Bitter Weed Is Toxic To Cattle, Goats

By Mario Villarino DVM, Ph.D. Hopkins County Extension Agent for Ag and NR, [email protected]

As we move into our hot summer weather, several weeds that bloom with a yellow flower start to die off. During the spring, bitter weed, a common toxic plant for cattle and goats, has the tendency to cover pastureland. If left unattended, bitter weed has the tendency to cover complete paddocks.

The real problem with bitter weed is that from time to time it can be confused with other weeds that also have yellow blooms including dandelions and buttercups. Many people also use those names interchangeably depending of the region and years into farming.

As with many other toxic plants, bitter weed becomes more toxic after stress, releasing the toxic compounds into the animals that ingest it.  Recently, a pigmy goat rancher lost several animals due to yellow bloom plant toxicity in Miller Grove.

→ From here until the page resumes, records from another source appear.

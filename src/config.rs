use std::net::IpAddr;

#[derive(Debug, Clone)]
pub struct Config {
    pub database_url: String,
    pub jwt_secret: String,
    pub host: IpAddr,
    pub port: u16,
    pub session_ttl_minutes: i64,
    pub log_level: String,
}

impl Config {
    pub fn from_env() -> Result<Self, String> {
        let database_url = env_required("DATABASE_URL")?;
        let jwt_secret = env_required("JWT_SECRET")?;

        let host: IpAddr = env_or("AUTHGATE_HOST", "0.0.0.0")
            .parse()
            .map_err(|e| format!("Invalid AUTHGATE_HOST: {e}"))?;

        let port: u16 = env_or("AUTHGATE_PORT", "3000")
            .parse()
            .map_err(|e| format!("Invalid AUTHGATE_PORT: {e}"))?;

        let session_ttl_minutes: i64 = env_or("AUTHGATE_SESSION_TTL_MINUTES", "15")
            .parse()
            .map_err(|e| format!("Invalid AUTHGATE_SESSION_TTL_MINUTES: {e}"))?;
        if session_ttl_minutes <= 0 {
            return Err("AUTHGATE_SESSION_TTL_MINUTES must be positive".to_string());
        }

        let log_level = env_or("AUTHGATE_LOG_LEVEL", "info");

        Ok(Config {
            database_url,
            jwt_secret,
            host,
            port,
            session_ttl_minutes,
            log_level,
        })
    }
}

fn env_required(key: &str) -> Result<String, String> {
    std::env::var(key).map_err(|_| format!("Missing required environment variable: {key}"))
}

fn env_or(key: &str, default: &str) -> String {
    std::env::var(key).unwrap_or_else(|_| default.to_string())
}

Because these plants are usually present for a long period of time and might look like grass before blooming, their numbers tent to creep up fast by the time you have noticed them.

The majority of these plants are not hard to kill, IF those are controlled when the weeds are young (or in rosette stage for dandelions) with a general herbicide. At times, a combination of products, including a root killing compound, can be beneficial if weeds have grown.